= Beginning of Section =

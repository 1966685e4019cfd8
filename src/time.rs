use std::time::{SystemTime, UNIX_EPOCH};

/// Returns the current Unix timestamp in seconds.
pub fn now_unix() -> u64 {
    SystemTime::now()
        .duration_since(UNIX_EPOCH)
        .map(|d| d.as_secs())
        .unwrap_or_default()
}
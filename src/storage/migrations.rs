#![allow(clippy::cast_possible_wrap)]
// SQLite uses i64; timestamps are u64 but well within i64 range

use rusqlite::Connection;

use super::StorageError;
use crate::time::now_unix;

struct Migration {
    version: i64,
    sql: &'static str,
}

const MIGRATIONS: &[Migration] = &[
    Migration {
        version: 1,
        sql: include_str!("sql/001_initial.sql"),
    },
];

pub fn run_migrations(conn: &Connection) -> Result<(), StorageError> {
    conn.execute(
        "CREATE TABLE IF NOT EXISTS _schema (
            version INTEGER PRIMARY KEY,
            applied_at INTEGER NOT NULL
        )",
        [],
    )?;

    let current: i64 = conn
        .query_row("SELECT COALESCE(MAX(version), 0) FROM _schema", [], |row| {
            row.get(0)
        })
        .unwrap_or(0);

    for migration in MIGRATIONS {
        if migration.version > current {
            tracing::debug!(version = migration.version, "applying migration");
            conn.execute_batch(migration.sql)
                .map_err(|e| StorageError::Migration {
                    version: migration.version,
                    error: e.to_string(),
                })?;

            conn.execute(
                "INSERT INTO _schema (version, applied_at) VALUES (?1, ?2)",
                rusqlite::params![migration.version, now_unix() as i64],
            )?;
        }
    }

    Ok(())
}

= End of Section =

_GOAL OF THE EXERCISE_
Tell how many lines of the data include the word "current", without any other words.

_RESPONSE BOX_
3